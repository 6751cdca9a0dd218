//! Messaging client.
//!
//! Push notification dispatch through the schmuckliCloud Messaging API,
//! which relays to Firebase Cloud Messaging. Device tokens are assigned
//! to user ids from the Auth API; sends address users, not devices.

use reqwest::Method;
use serde_json::{json, Value};

use crate::client::{Connection, RequestDescriptor};
use crate::credentials::AppCredentials;
use crate::error::{Error, Result};
use crate::result::ApiResult;

/// Default Messaging API base URL.
pub const DEFAULT_SERVICE_URL: &str = "https://api.schmuckli.cloud/client_api/v1/messaging/";

/// Client for the schmuckliCloud Messaging API.
#[derive(Debug, Clone)]
pub struct MessagingClient {
    connection: Connection,
    auth_token: Option<String>,
}

impl MessagingClient {
    /// Create a client against the default service URL.
    pub fn new(app_id: impl Into<String>, app_secret: impl Into<String>) -> Result<Self> {
        Self::with_service_url(app_id, app_secret, DEFAULT_SERVICE_URL)
    }

    /// Create a client against a custom service URL.
    pub fn with_service_url(
        app_id: impl Into<String>,
        app_secret: impl Into<String>,
        service_url: impl Into<String>,
    ) -> Result<Self> {
        Self::from_credentials(AppCredentials::new(app_id, app_secret), service_url)
    }

    /// Create a client from resolved credentials.
    pub fn from_credentials(
        credentials: AppCredentials,
        service_url: impl Into<String>,
    ) -> Result<Self> {
        Ok(Self {
            connection: Connection::new(service_url, credentials)?,
            auth_token: None,
        })
    }

    /// The service URL this client targets.
    pub fn service_url(&self) -> &str {
        self.connection.base_url()
    }

    /// Set the session token of the signed-in user.
    pub fn set_auth_token(&mut self, token: impl Into<String>) {
        self.auth_token = Some(token.into());
    }

    /// Assign a Firebase Cloud Messaging device token to a user of the
    /// project.
    pub async fn assign_token_to_user(
        &self,
        device_token: &str,
        user_id: u64,
    ) -> Result<ApiResult> {
        if device_token.is_empty() {
            return Err(Error::invalid_argument("Please provide a device token."));
        }

        let descriptor = RequestDescriptor::new(Method::POST, "")
            .auth_token(self.auth_token.as_deref())
            .json(json!({
                "function": "assign_token",
                "device_token": device_token,
                "user_id": user_id,
            }));
        self.connection.execute(descriptor).await
    }

    /// Send a notification request to all devices of a user immediately.
    /// `body` follows the FCM HTTP message format.
    pub async fn send_request_now(&self, user_id: u64, body: &Value) -> Result<ApiResult> {
        validate_request_body(body)?;

        let descriptor = RequestDescriptor::new(Method::POST, "")
            .auth_token(self.auth_token.as_deref())
            .json(json!({
                "function": "send_now",
                "user_id": user_id,
                "request": body,
            }));
        self.connection.execute(descriptor).await
    }

    /// Queue a notification request for delivery at the given timestamp
    /// (Unix seconds).
    pub async fn send_request_later(
        &self,
        user_id: u64,
        body: &Value,
        timestamp: i64,
    ) -> Result<ApiResult> {
        validate_request_body(body)?;
        if timestamp <= 0 {
            return Err(Error::invalid_argument(
                "Please provide a positive delivery timestamp.",
            ));
        }

        let descriptor = RequestDescriptor::new(Method::POST, "")
            .auth_token(self.auth_token.as_deref())
            .json(json!({
                "function": "send_later",
                "user_id": user_id,
                "request": body,
                "timestamp": timestamp,
            }));
        self.connection.execute(descriptor).await
    }
}

fn validate_request_body(body: &Value) -> Result<()> {
    match body.as_object() {
        Some(map) if !map.is_empty() => Ok(()),
        _ => Err(Error::invalid_argument(
            "Please provide a notification request object.",
        )),
    }
}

○ ○ ○

PROBLEM
Determine how many lines of the material hold "String", and respond with that number only.

TASK RESULT
7